• **Assigned task**
The answer should consist of every line in the material below that has the word "DerivedKey".
─── Recorded data
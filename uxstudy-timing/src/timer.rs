use std::sync::atomic::{AtomicU64, Ordering};
use std::sync::Arc;
use std::time::{Duration, Instant};

/// Monotonic clock with nanosecond timestamps.
pub trait Timer: Clone + Send + Sync {
    fn now(&self) -> u64;
    fn elapsed(&self, ts: u64) -> Duration {
        Duration::from_nanos(self.now().saturating_sub(ts))
    }
    fn sleep(&self, d: Duration);
}

#[derive(Debug, Clone)]
pub struct HighPrecisionTimer {
    pub start: Instant,
}

impl Timer for HighPrecisionTimer {
    fn now(&self) -> u64 {
        self.start.elapsed().as_nanos() as u64
    }
    fn sleep(&self, d: Duration) {
        self.high_precision_sleep(d)
    }
}

impl HighPrecisionTimer {
    pub fn new() -> Self {
        Self {
            start: Instant::now(),
        }
    }

    pub fn high_precision_sleep(&self, duration: Duration) {
        #[cfg(target_os = "linux")]
        self.linux_sleep(duration);
        #[cfg(not(target_os = "linux"))]
        std::thread::sleep(duration);
    }

    #[cfg(target_os = "linux")]
    fn linux_sleep(&self, duration: Duration) {
        use libc::{clock_nanosleep, timespec, CLOCK_MONOTONIC};

        let req = timespec {
            tv_sec: duration.as_secs() as libc::time_t,
            tv_nsec: duration.subsec_nanos() as libc::c_long,
        };

        unsafe {
            clock_nanosleep(CLOCK_MONOTONIC, 0, &req, std::ptr::null_mut());
        }
    }
}

impl Default for HighPrecisionTimer {
    fn default() -> Self {
        Self::new()
    }
}

/// Clock that only moves when told to. Clones share the same time.
#[derive(Debug, Clone, Default)]
pub struct ManualTimer {
    now_ns: Arc<AtomicU64>,
}

impl ManualTimer {
    pub fn new() -> Self {
        Self::default()
    }

    pub fn advance(&self, d: Duration) {
        self.now_ns
            .fetch_add(d.as_nanos() as u64, Ordering::SeqCst);
    }

    pub fn set(&self, ns: u64) {
        self.now_ns.store(ns, Ordering::SeqCst);
    }
}

impl Timer for ManualTimer {
    fn now(&self) -> u64 {
        self.now_ns.load(Ordering::SeqCst)
    }
    // Sleeping on a manual clock just moves it forward.
    fn sleep(&self, d: Duration) {
        self.advance(d);
    }
}
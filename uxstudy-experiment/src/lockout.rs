use std::time::Duration;

use tracing::{debug, error};
use uxstudy_core::{Condition, UnknownCondition};
use uxstudy_timing::{OneShot, Ticket};

use crate::adapter::ConditionAdapters;
use crate::error::StudyResult;

/// Disables input right after a selection and re-enables it once the pause has
/// elapsed. Only the most recent arm can re-enable input.
#[derive(Debug, Default)]
pub struct SelectionLockout {
    pending: OneShot,
}

impl SelectionLockout {
    pub fn new() -> Self {
        Self::default()
    }

    pub fn arm(
        &mut self,
        now_ns: u64,
        pause: Duration,
        condition: Option<Condition>,
        adapters: &mut ConditionAdapters,
    ) -> StudyResult<Ticket> {
        let condition = condition.ok_or_else(|| {
            error!("cannot arm selection lockout without a condition");
            UnknownCondition::none()
        })?;
        if condition.has_button_input() {
            adapters.get_mut(condition).set_input_enabled(false);
        }
        let ticket = self.pending.schedule(now_ns, pause);
        debug!(%condition, ?pause, ?ticket, "selection lockout armed");
        Ok(ticket)
    }

    /// Re-enables input for the condition active now, if the pause has elapsed.
    /// Returns whether the lockout fired.
    pub fn fire_due(
        &mut self,
        now_ns: u64,
        current: Option<Condition>,
        adapters: &mut ConditionAdapters,
    ) -> StudyResult<bool> {
        let Some(ticket) = self.pending.take_due(now_ns) else {
            return Ok(false);
        };
        let Some(condition) = current else {
            error!(?ticket, "selection lockout expired without a condition; input stays disabled");
            return Err(UnknownCondition::none().into());
        };
        if condition.has_button_input() {
            adapters.get_mut(condition).set_input_enabled(true);
        }
        debug!(%condition, ?ticket, "selection lockout released");
        Ok(true)
    }

    pub fn cancel(&mut self) -> Option<Ticket> {
        self.pending.cancel()
    }

    pub fn is_pending(&self) -> bool {
        self.pending.is_pending()
    }

    pub fn remaining(&self, now_ns: u64) -> Option<Duration> {
        self.pending.remaining(now_ns)
    }
}
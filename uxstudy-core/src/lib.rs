pub mod condition;
pub mod record;

pub use condition::{Condition, UnknownCondition};
pub use record::{IndexField, LogRow, SelectionRecord, TrialState, NOT_APPLICABLE_SENTINEL};
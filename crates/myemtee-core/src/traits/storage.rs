// SPDX-FileCopyrightText: 2026 Myemtee Contributors
// SPDX-License-Identifier: MIT OR Apache-2.0

//! Key-value persistence for tokens, device trust flags, and small caches.

use async_trait::async_trait;

use crate::error::MyemteeError;
use crate::traits::adapter::PluginAdapter;

/// Durable string key-value store.
///
/// Implementations must survive process restarts. Missing keys read as
/// `None`; removing a missing key is not an error.
#[async_trait]
pub trait KeyValueStore: PluginAdapter {
    async fn get(&self, key: &str) -> Result<Option<String>, MyemteeError>;

    async fn set(&self, key: &str, value: &str) -> Result<(), MyemteeError>;

    async fn remove(&self, key: &str) -> Result<(), MyemteeError>;
}
// SPDX-FileCopyrightText: 2026 Myemtee Contributors
// SPDX-License-Identifier: MIT OR Apache-2.0

//! Deterministic per-user key derivation.
//!
//! The user identity claim is stretched with PBKDF2-HMAC-SHA256 under a fixed,
//! public, application-wide salt. There is no key exchange: the same identity
//! must yield the same key forever, or previously stored entries become
//! unreadable. The identity is the only secret-adjacent input, so anyone who
//! can guess it can derive the key.

use std::num::NonZeroU32;

use myemtee_core::MyemteeError;
use ring::pbkdf2;
use zeroize::Zeroizing;

/// Salt shared by every user. Changing it orphans all stored ciphertext.
pub const KDF_SALT: &[u8] = b"myemtee-mood-tracker-v1";

/// PBKDF2 round count. Changing it orphans all stored ciphertext.
pub const KDF_ITERATIONS: u32 = 100_000;

/// Length of the derived AES-256-GCM key in bytes.
pub const KEY_LEN: usize = 32;

const ROUNDS: NonZeroU32 = match NonZeroU32::new(KDF_ITERATIONS) {
    Some(n) => n,
    None => panic!("KDF_ITERATIONS must be non-zero"),
};

/// Symmetric key material derived from a user identity.
///
/// Lives only in memory and is zeroed on drop. Debug output omits the bytes.
pub struct DerivedKey(Zeroizing<[u8; KEY_LEN]>);

impl DerivedKey {
    pub(crate) fn as_bytes(&self) -> &[u8; KEY_LEN] {
        &self.0
    }
}

impl PartialEq for DerivedKey {
    fn eq(&self, other: &Self) -> bool {
        *self.0 == *other.0
    }
}

impl Eq for DerivedKey {}

impl std::fmt::Debug for DerivedKey {
    fn fmt(&self, f: &mut std::fmt::Formatter<'_>) -> std::fmt::Result {
        f.debug_tuple("DerivedKey").field(&"[REDACTED]").finish()
    }
}

/// Derive the entry encryption key for `user_identity`.
///
/// Pure and deterministic. Fails only on an empty identity.
pub fn derive_key(user_identity: &str) -> Result<DerivedKey, MyemteeError> {
    if user_identity.is_empty() {
        return Err(MyemteeError::Crypto(
            "user identity must not be empty".to_string(),
        ));
    }

    let mut output = Zeroizing::new([0u8; KEY_LEN]);
    pbkdf2::derive(
        pbkdf2::PBKDF2_HMAC_SHA256,
        ROUNDS,
        KDF_SALT,
        user_identity.as_bytes(),
        output.as_mut(),
    );
    Ok(DerivedKey(output))
}
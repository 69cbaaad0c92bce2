// SPDX-FileCopyrightText: 2026 Myemtee Contributors
// SPDX-License-Identifier: MIT OR Apache-2.0

//! Post-deserialization validation for configuration values.

use crate::diagnostic::ConfigError;
use crate::model::MyemteeConfig;

const LOG_LEVELS: &[&str] = &["trace", "debug", "info", "warn", "error"];

/// Validate a deserialized configuration for semantic correctness.
///
/// Collects every failure instead of stopping at the first one.
/// `identity.client_id` is not required here: offline commands such as
/// `decrypt` work without a user pool, so the provider checks it on construction.
pub fn validate_config(config: &MyemteeConfig) -> Result<(), Vec<ConfigError>> {
    let mut errors = Vec::new();

    if !LOG_LEVELS.contains(&config.app.log_level.as_str()) {
        errors.push(ConfigError::Validation {
            message: format!(
                "app.log_level `{}` must be one of: {}",
                config.app.log_level,
                LOG_LEVELS.join(", ")
            ),
        });
    }

    if config.identity.region.trim().is_empty() {
        errors.push(ConfigError::Validation {
            message: "identity.region must not be empty".to_string(),
        });
    }

    if let Some(endpoint) = &config.identity.endpoint
        && !(endpoint.starts_with("https://") || endpoint.starts_with("http://"))
    {
        errors.push(ConfigError::Validation {
            message: format!("identity.endpoint `{endpoint}` must be an http(s) URL"),
        });
    }

    if config.identity.timeout_secs == 0 {
        errors.push(ConfigError::Validation {
            message: "identity.timeout_secs must be at least 1".to_string(),
        });
    }

    if config.identity.device_name.trim().is_empty() {
        errors.push(ConfigError::Validation {
            message: "identity.device_name must not be empty".to_string(),
        });
    }

    if config.storage.database_path.trim().is_empty() {
        errors.push(ConfigError::Validation {
            message: "storage.database_path must not be empty".to_string(),
        });
    }

    if let Some(fallback) = &config.storage.fallback_path
        && fallback.trim() == config.storage.database_path.trim()
    {
        errors.push(ConfigError::Validation {
            message: "storage.fallback_path must differ from storage.database_path".to_string(),
        });
    }

    if errors.is_empty() {
        Ok(())
    } else {
        Err(errors)
    }
}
──────
• **Answer to this task**
pub struct DerivedKey(Zeroizing<[u8; KEY_LEN]>);
impl DerivedKey {
impl PartialEq for DerivedKey {
impl Eq for DerivedKey {}
impl std::fmt::Debug for DerivedKey {
        f.debug_tuple("DerivedKey").field(&"[REDACTED]").finish()
pub fn derive_key(user_identity: &str) -> Result<DerivedKey, MyemteeError> {
    Ok(DerivedKey(output))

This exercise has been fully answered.